» What the task requires: Your answer should be an exact copy of the lines from the start of the entries to the line containing "itself rather than", both included.

» Recorded data:
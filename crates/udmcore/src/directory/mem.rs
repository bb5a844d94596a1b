use super::{
    Attributes, DirResult, DirectoryClient, DirectoryError, Filter, Modification, PolicyMap,
    PolicyValue, Schema, Scope,
};
use crate::dn;
use chrono::Utc;
use serde::{Deserialize, Serialize};
use std::cell::RefCell;
use std::collections::{BTreeMap, BTreeSet};
use uuid::Uuid;

/// Attributes of a policy entry that describe the policy itself rather than
/// values handed down to referring objects.
const POLICY_META_ATTRIBUTES: &[&str] = &[
    "objectclass",
    "cn",
    "univentionobjecttype",
    "univentionobjectflag",
    "univentionpolicyobject",
    "univentionfixedattributes",
    "univentionemptyattributes",
    "univentionrequiredobjectclasses",
    "univentionprohibitedobjectclasses",
    "ldapfilter",
    "description",
];

/// Operations that can be made to fail on purpose.
#[derive(Debug, Clone, Copy, PartialEq, Eq)]
pub enum Operation {
    Add,
    Modify,
    Delete,
    Rename,
}

#[derive(Debug, Clone, Serialize, Deserialize)]
struct Entry {
    dn: String,
    attrs: Attributes,
    /// Operational attributes are only returned when asked for by name.
    operational: Attributes,
}

#[derive(Debug)]
struct Fault {
    op: Operation,
    dn: String,
}

/// In-memory directory.
///
/// Uses `RefCell` for interior mutability since the engine is
/// single-threaded; every [`DirectoryClient`] method takes `&self`.
///
/// Behaves like a strict LDAP server where the engine depends on it:
/// adding needs an existing parent, deleting and renaming need a leaf,
/// renaming onto an existing DN (also one differing only in case) fails.
/// Schema rules are not enforced.
pub struct MemDirectory {
    base: String,
    entries: RefCell<BTreeMap<String, Entry>>,
    schema: RefCell<Schema>,
    faults: RefCell<Vec<Fault>>,
}

impl MemDirectory {
    /// Empty directory containing only the base entry.
    pub fn new(base: &str) -> Self {
        let directory = Self {
            base: base.to_string(),
            entries: RefCell::new(BTreeMap::new()),
            schema: RefCell::new(Schema::core()),
            faults: RefCell::new(Vec::new()),
        };
        let (attr, value) = dn::split_rdn(&dn::rdn(base));
        let root: Attributes = vec![
            ("objectClass", vec!["top".to_string(), "domain".to_string()]),
            (attr.as_str(), vec![value]),
        ]
        .into_iter()
        .collect();
        directory.insert_entry(base, root);
        directory
    }

    fn insert_entry(&self, dn: &str, attrs: Attributes) {
        let mut operational = Attributes::new();
        operational.set("entryUUID", vec![Uuid::new_v4().to_string()]);
        operational.set(
            "createTimestamp",
            vec![Utc::now().format("%Y%m%d%H%M%SZ").to_string()],
        );
        self.entries.borrow_mut().insert(
            dn::normalize(dn),
            Entry {
                dn: dn.to_string(),
                attrs,
                operational,
            },
        );
    }

    /// Store an entry without any checks. Test fixtures use this to build
    /// directory trees quickly.
    pub fn seed(&self, dn: &str, attrs: Attributes) {
        self.insert_entry(dn, attrs);
    }

    pub fn schema_mut(&self) -> std::cell::RefMut<'_, Schema> {
        self.schema.borrow_mut()
    }

    /// Make the next `op` on `dn` fail with [`DirectoryError::Unavailable`].
    pub fn fail_next(&self, op: Operation, dn: &str) {
        self.faults.borrow_mut().push(Fault {
            op,
            dn: dn::normalize(dn),
        });
    }

    fn check_fault(&self, op: Operation, target: &str) -> DirResult<()> {
        let target = dn::normalize(target);
        let mut faults = self.faults.borrow_mut();
        if let Some(pos) = faults.iter().position(|f| f.op == op && f.dn == target) {
            faults.remove(pos);
            return Err(DirectoryError::Unavailable(format!(
                "simulated {:?} failure on {}",
                op, target
            )));
        }
        Ok(())
    }

    pub fn exists(&self, dn: &str) -> bool {
        self.entries.borrow().contains_key(&dn::normalize(dn))
    }

    pub fn len(&self) -> usize {
        self.entries.borrow().len()
    }

    pub fn is_empty(&self) -> bool {
        self.entries.borrow().is_empty()
    }

    /// DNs of every entry, in normalized order.
    pub fn dns(&self) -> Vec<String> {
        self.entries.borrow().values().map(|e| e.dn.clone()).collect()
    }

    fn has_children(&self, key: &str) -> bool {
        self.entries
            .borrow()
            .keys()
            .any(|k| dn::parent(k).as_deref() == Some(key))
    }

    /// Dump every entry as JSON.
    pub fn export_json(&self) -> serde_json::Result<String> {
        let entries: Vec<Entry> = self.entries.borrow().values().cloned().collect();
        serde_json::to_string_pretty(&entries)
    }

    /// Load entries previously produced by [`export_json`](Self::export_json).
    pub fn import_json(&self, json: &str) -> serde_json::Result<usize> {
        let entries: Vec<Entry> = serde_json::from_str(json)?;
        let count = entries.len();
        let mut store = self.entries.borrow_mut();
        for entry in entries {
            store.insert(dn::normalize(&entry.dn), entry);
        }
        Ok(count)
    }

    fn policy_type(attrs: &Attributes) -> Option<String> {
        attrs.values("objectClass").into_iter().find(|oc| {
            let lower = oc.to_lowercase();
            lower.starts_with("univentionpolicy")
                && lower != "univentionpolicy"
                && lower != "univentionpolicyreference"
        })
    }

    fn apply_policy(&self, result: &mut PolicyMap, policy_dn: &str) {
        let Some(policy) = self.get(policy_dn).ok().flatten() else {
            return;
        };
        let Some(policy_type) = Self::policy_type(&policy) else {
            return;
        };
        let fixed: BTreeSet<String> = policy
            .values("univentionFixedAttributes")
            .iter()
            .map(|a| a.to_lowercase())
            .collect();
        let empty = policy.values("univentionEmptyAttributes");
        let slot = result.entry(policy_type).or_default();

        let mut values: Vec<(String, Vec<String>)> = policy
            .iter()
            .filter(|(name, _)| !POLICY_META_ATTRIBUTES.contains(&name.to_lowercase().as_str()))
            .map(|(name, values)| (name.to_string(), values.to_vec()))
            .collect();
        values.extend(empty.into_iter().map(|name| (name, Vec::new())));

        for (name, value) in values {
            if slot.get(&name).map(|v| v.fixed).unwrap_or(false) {
                continue;
            }
            let is_fixed = fixed.contains(&name.to_lowercase());
            slot.insert(
                name,
                PolicyValue {
                    value,
                    fixed: is_fixed,
                    policy: policy_dn.to_string(),
                },
            );
        }
    }
}

impl DirectoryClient for MemDirectory {
    fn base(&self) -> String {
        self.base.clone()
    }

    fn get(&self, target: &str) -> DirResult<Option<Attributes>> {
        Ok(self
            .entries
            .borrow()
            .get(&dn::normalize(target))
            .map(|e| e.attrs.clone()))
    }

    fn search(
        &self,
        base: &str,
        scope: Scope,
        filter: &Filter,
        attrs: &[&str],
    ) -> DirResult<Vec<(String, Attributes)>> {
        let base_key = dn::normalize(base);
        let depth = dn::explode(base).len();
        let entries = self.entries.borrow();
        let mut found = Vec::new();
        for (key, entry) in entries.iter() {
            let in_scope = match scope {
                Scope::Base => *key == base_key,
                Scope::One => dn::parent(key).as_deref() == Some(base_key.as_str()),
                Scope::Sub => dn::is_in_subtree(key, &base_key),
            };
            if !in_scope || !filter.matches(&entry.attrs) {
                continue;
            }
            let mut result = entry.attrs.clone();
            for name in attrs {
                if let Some(values) = entry.operational.get(name) {
                    result.set(name, values.to_vec());
                }
            }
            found.push((entry.dn.clone(), result));
        }
        // parents before children
        found.sort_by_key(|(dn, _)| dn::explode(dn).len().saturating_sub(depth));
        Ok(found)
    }

    fn add(&self, target: &str, attrs: &Attributes) -> DirResult<()> {
        self.check_fault(Operation::Add, target)?;
        let key = dn::normalize(target);
        if self.entries.borrow().contains_key(&key) {
            return Err(DirectoryError::AlreadyExists(target.to_string()));
        }
        if attrs.get("objectClass").is_none() {
            return Err(DirectoryError::ObjectClassViolation(format!(
                "{} has no objectClass",
                target
            )));
        }
        if let Some(parent) = dn::parent(target) {
            if !dn::compare(target, &self.base) && !self.exists(&parent) {
                return Err(DirectoryError::NoSuchObject(parent));
            }
        }
        self.insert_entry(target, attrs.clone());
        Ok(())
    }

    fn modify(&self, target: &str, modlist: &[Modification]) -> DirResult<()> {
        self.check_fault(Operation::Modify, target)?;
        let mut entries = self.entries.borrow_mut();
        let entry = entries
            .get_mut(&dn::normalize(target))
            .ok_or_else(|| DirectoryError::NoSuchObject(target.to_string()))?;
        entry.attrs.apply(modlist);
        Ok(())
    }

    fn delete(&self, target: &str) -> DirResult<()> {
        self.check_fault(Operation::Delete, target)?;
        let key = dn::normalize(target);
        if !self.entries.borrow().contains_key(&key) {
            return Err(DirectoryError::NoSuchObject(target.to_string()));
        }
        if self.has_children(&key) {
            return Err(DirectoryError::NotAllowedOnNonLeaf(target.to_string()));
        }
        self.entries.borrow_mut().remove(&key);
        Ok(())
    }

    fn rename(&self, old_dn: &str, new_dn: &str) -> DirResult<()> {
        self.check_fault(Operation::Rename, old_dn)?;
        let old_key = dn::normalize(old_dn);
        let new_key = dn::normalize(new_dn);
        if !self.entries.borrow().contains_key(&old_key) {
            return Err(DirectoryError::NoSuchObject(old_dn.to_string()));
        }
        if self.entries.borrow().contains_key(&new_key) {
            return Err(DirectoryError::AlreadyExists(new_dn.to_string()));
        }
        if self.has_children(&old_key) {
            return Err(DirectoryError::NotAllowedOnNonLeaf(old_dn.to_string()));
        }
        if let Some(parent) = dn::parent(new_dn) {
            if !self.exists(&parent) {
                return Err(DirectoryError::NoSuchObject(parent));
            }
        }

        let mut entries = self.entries.borrow_mut();
        let Some(mut entry) = entries.remove(&old_key) else {
            return Err(DirectoryError::NoSuchObject(old_dn.to_string()));
        };
        let (old_attr, old_value) = dn::split_rdn(&dn::rdn(old_dn));
        let (new_attr, new_value) = dn::split_rdn(&dn::rdn(new_dn));
        entry.attrs.remove_values(&old_attr, &[old_value]);
        entry.attrs.add_values(&new_attr, &[new_value]);
        entry.dn = new_dn.to_string();
        entries.insert(new_key, entry);
        Ok(())
    }

    fn schema(&self) -> DirResult<Schema> {
        Ok(self.schema.borrow().clone())
    }

    fn get_policies(&self, target: &str, faked: &[String]) -> DirResult<PolicyMap> {
        let mut chain: Vec<String> = Vec::new();
        let mut current = Some(target.to_string());
        while let Some(node) = current {
            if !dn::is_in_subtree(&node, &self.base) {
                break;
            }
            current = dn::parent(&node);
            chain.push(node);
        }
        chain.reverse();

        let mut result = PolicyMap::new();
        for node in &chain {
            let references = if dn::compare(node, target) && !faked.is_empty() {
                faked.to_vec()
            } else {
                self.get(node)?
                    .map(|attrs| attrs.values("univentionPolicyReference"))
                    .unwrap_or_default()
            };
            for reference in references {
                self.apply_policy(&mut result, &reference);
            }
        }
        Ok(result)
    }
}
//! # Policy Overlays
//!
//! A policy object edited on behalf of another object (the *referring*
//! object) runs in result mode:
//!
//! - Reads return the value in effect at the referring object, as computed
//!   by the directory, unless the overlay holds its own value. Fixed policy
//!   values always win.
//! - Writes of a value pinned by another policy fail with
//!   [`UdmError::PolicyFixedAttribute`]. Writes that change nothing mark
//!   nothing.
//! - Creating the overlay picks a free name by appending `_uvN` to the
//!   referring object's name, giving up after
//!   `policy_create_max_retries` attempts.

use crate::directory::PolicyValue;
use crate::error::{Result, UdmError};
use crate::object::DirectoryObject;
use crate::syntax::Syntax;
use crate::value::Value;
use once_cell::sync::Lazy;
use regex::Regex;
use std::collections::BTreeMap;
use tracing::{debug, warn};

static UNIQUE_SUFFIX: Lazy<Regex> =
    Lazy::new(|| Regex::new(r"^(.*)_uv(\d+)$").expect("valid unique suffix pattern"));

#[derive(Debug, Clone, Default)]
pub struct PolicyState {
    pub result_mode: bool,
    /// DN of the policy this overlay was copied from.
    pub cloned: Option<String>,
    /// A property was changed since the overlay was attached.
    pub changes: bool,
    pub referring_dn: Option<String>,
    pub referring_position: Option<String>,
    values: Option<BTreeMap<String, Value>>,
    origins: BTreeMap<String, PolicyValue>,
}

pub(crate) fn in_result_mode(object: &DirectoryObject) -> bool {
    object.policy_state().map(|s| s.result_mode).unwrap_or(false)
}

pub(crate) fn has_changes(object: &DirectoryObject) -> bool {
    object.policy_state().map(|s| s.changes).unwrap_or(false)
}

/// Put a new policy object in result mode for `referring`.
pub(crate) fn attach(policy: &mut DirectoryObject, referring: &DirectoryObject) {
    if let Some(state) = policy.policy_state_mut() {
        state.result_mode = true;
        state.changes = false;
        state.values = None;
        state.referring_dn = referring.dn().map(str::to_string);
        state.referring_position = Some(referring.position().to_string());
    }
    copy_identifier(policy, referring);
}

/// Turn a loaded policy into an unsaved copy for `referring`.
pub(crate) fn clone_for(policy: &mut DirectoryObject, referring: &DirectoryObject) {
    let source = policy.dn.take();
    policy.exists = false;
    policy.old_info.clear();
    policy.old_attrs = Default::default();
    attach(policy, referring);
    if let Some(state) = policy.policy_state_mut() {
        state.cloned = source;
    }
}

/// Name the policy after the referring object.
pub(crate) fn copy_identifier(policy: &mut DirectoryObject, referring: &DirectoryObject) {
    let Some(source) = referring.object_type().identifying_properties().next() else {
        return;
    };
    let value = referring.info(source.name);
    if value.is_empty() {
        return;
    }
    let targets: Vec<&'static str> = policy
        .object_type()
        .identifying_properties()
        .map(|p| p.name)
        .collect();
    for target in targets {
        policy.info.insert(target.to_string(), value.clone());
    }
}

/// Compute and cache the values in effect at the referring object.
pub(crate) fn policy_result(policy: &mut DirectoryObject, faked: &[String]) -> Result<()> {
    let Some(state) = policy.policy_state() else {
        return Ok(());
    };
    if !state.result_mode || (state.values.is_some() && faked.is_empty()) {
        return Ok(());
    }
    let target = state
        .referring_dn
        .clone()
        .or_else(|| state.referring_position.clone())
        .unwrap_or_else(|| policy.ctx.directory.base());
    let Some(object_class) = policy.object_type().policy_object_class() else {
        return Ok(());
    };

    let effective = policy.ctx.directory.get_policies(&target, faked)?;
    let mut values = BTreeMap::new();
    let mut origins = BTreeMap::new();
    for (class, attributes) in effective {
        if !class.eq_ignore_ascii_case(object_class) {
            continue;
        }
        for (attribute, origin) in attributes {
            let Some(property) = policy.object_type().mapping.property_name(&attribute) else {
                continue;
            };
            let multivalue = policy
                .object_type()
                .property(property)
                .map(|p| p.multivalue)
                .unwrap_or(false);
            let value = policy
                .object_type()
                .mapping
                .unmap_value(property, &origin.value, multivalue);
            values.insert(property.to_string(), value);
            origins.insert(property.to_string(), origin);
        }
    }
    debug!(target = %target, values = values.len(), "resolved policy values");
    if let Some(state) = policy.policy_state_mut() {
        state.values = Some(values);
        state.origins = origins;
    }
    Ok(())
}

/// Value to return for `name` in result mode, if the policy decides it.
pub(crate) fn overlay_value(policy: &mut DirectoryObject, name: &str) -> Result<Option<Value>> {
    if !in_result_mode(policy) {
        return Ok(None);
    }
    policy_result(policy, &[])?;
    let Some(state) = policy.policy_state() else {
        return Ok(None);
    };
    let Some(value) = state.values.as_ref().and_then(|v| v.get(name)) else {
        return Ok(None);
    };
    let fixed = state.origins.get(name).map(|o| o.fixed).unwrap_or(false);
    let own = policy.info.contains_key(name) || policy.old_info.contains_key(name);
    if !own || fixed {
        return Ok(Some(value.clone()));
    }
    Ok(None)
}

pub(crate) fn set_value(policy: &mut DirectoryObject, name: &str, value: Value) -> Result<()> {
    if !in_result_mode(policy) {
        return policy.set_value(name, value);
    }
    policy_result(policy, &[])?;
    let descriptor = policy.descriptor(name)?;
    let parsed = descriptor
        .parse(&value)
        .map_err(|message| UdmError::syntax(name, message))?;

    let (effective, origin, cloned) = match policy.policy_state() {
        Some(state) => (
            state.values.as_ref().and_then(|v| v.get(name)).cloned(),
            state.origins.get(name).cloned(),
            state.cloned.clone(),
        ),
        None => (None, None, None),
    };

    if let Some(effective) = effective {
        let from_clone = match (&origin, &cloned) {
            (Some(origin), Some(cloned)) => crate::dn::compare(&origin.policy, cloned),
            _ => false,
        };
        let differs_from_own = policy
            .info
            .get(name)
            .map(|own| *own != parsed)
            .unwrap_or(false);
        if effective != parsed || from_clone || differs_from_own {
            let fixed = origin.map(|o| o.fixed).unwrap_or(false);
            if fixed && !from_clone {
                return Err(UdmError::PolicyFixedAttribute(name.to_string()));
            }
            policy.set_value(name, value)?;
            mark_changed(policy, name);
        }
        return Ok(());
    }

    // a boolean set to its default on a brand-new overlay is no change
    if policy.old_info.is_empty()
        && matches!(descriptor.syntax, Syntax::Boolean)
        && descriptor.default.resolve(policy, descriptor.multivalue) == parsed
    {
        return Ok(());
    }
    policy.set_value(name, value)?;
    mark_changed(policy, name);
    Ok(())
}

fn mark_changed(policy: &mut DirectoryObject, name: &str) {
    if policy.has_changed(name) {
        if let Some(state) = policy.policy_state_mut() {
            state.changes = true;
        }
    }
}

/// `name` -> `name_uv1`, `name_uv1` -> `name_uv2`.
pub fn next_unique_name(name: &str) -> String {
    match UNIQUE_SUFFIX.captures(name) {
        Some(captures) => {
            let stem = captures.get(1).map(|m| m.as_str()).unwrap_or(name);
            let n: u64 = captures
                .get(2)
                .and_then(|m| m.as_str().parse().ok())
                .unwrap_or(0);
            format!("{}_uv{}", stem, n + 1)
        }
        None => format!("{}_uv1", name),
    }
}

fn make_unique(policy: &mut DirectoryObject) {
    let names: Vec<&'static str> = policy
        .object_type()
        .identifying_properties()
        .map(|p| p.name)
        .collect();
    for name in names {
        if let Some(current) = policy.info(name).as_text().map(str::to_string) {
            policy
                .info
                .insert(name.to_string(), Value::text(next_unique_name(&current)));
        }
    }
}

/// Create a result-mode overlay under the first free name.
pub(crate) fn create_unique(policy: &mut DirectoryObject) -> Result<String> {
    let attempts = policy.ctx.config.policy_create_max_retries;
    for attempt in 1..=attempts {
        match policy.create_once() {
            Err(e) if e.is_already_exists() => {
                debug!(attempt, error = %e, "policy name taken, retrying");
                make_unique(policy);
            }
            Ok(dn) => {
                if let Some(state) = policy.policy_state_mut() {
                    state.changes = false;
                    state.cloned = None;
                    state.values = None;
                }
                return Ok(dn);
            }
            Err(e) => return Err(e),
        }
    }
    let name = policy
        .object_type()
        .identifying_properties()
        .next()
        .map(|p| policy.info(p.name).as_text().unwrap_or_default().to_string())
        .unwrap_or_default();
    warn!(name = %name, attempts, "no free policy name found");
    Err(UdmError::PolicyRetriesExhausted { name, attempts })
}

pub(crate) fn fixed_attributes(policy: &mut DirectoryObject) -> Result<BTreeMap<String, bool>> {
    policy_result(policy, &[])?;
    Ok(policy
        .policy_state()
        .map(|s| {
            s.origins
                .iter()
                .map(|(k, o)| (k.clone(), o.fixed))
                .collect()
        })
        .unwrap_or_default())
}

pub(crate) fn empty_attributes(policy: &mut DirectoryObject) -> Result<BTreeMap<String, bool>> {
    policy_result(policy, &[])?;
    Ok(policy
        .policy_state()
        .map(|s| {
            s.origins
                .iter()
                .map(|(k, o)| (k.clone(), o.value.is_empty()))
                .collect()
        })
        .unwrap_or_default())
}

#[cfg(test)]
mod tests {
    use super::*;

    #[test]
    fn test_next_unique_name() {
        assert_eq!(next_unique_name("pc1"), "pc1_uv1");
        assert_eq!(next_unique_name("pc1_uv1"), "pc1_uv2");
        assert_eq!(next_unique_name("pc1_uv9"), "pc1_uv10");
        assert_eq!(next_unique_name("a_uvx"), "a_uvx_uv1");
    }
}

» Answer to the exercise:
filename crates/udmcore/src/directory/mem.rs
repository bb5a844d94596a1b
use super::{
    Attributes, DirResult, DirectoryClient, DirectoryError, Filter, Modification, PolicyMap,
    PolicyValue, Schema, Scope,
};
use crate::dn;
use chrono::Utc;
use serde::{Deserialize, Serialize};
use std::cell::RefCell;
use std::collections::{BTreeMap, BTreeSet};
use uuid::Uuid;

/// Attributes of a policy entry that describe the policy itself rather than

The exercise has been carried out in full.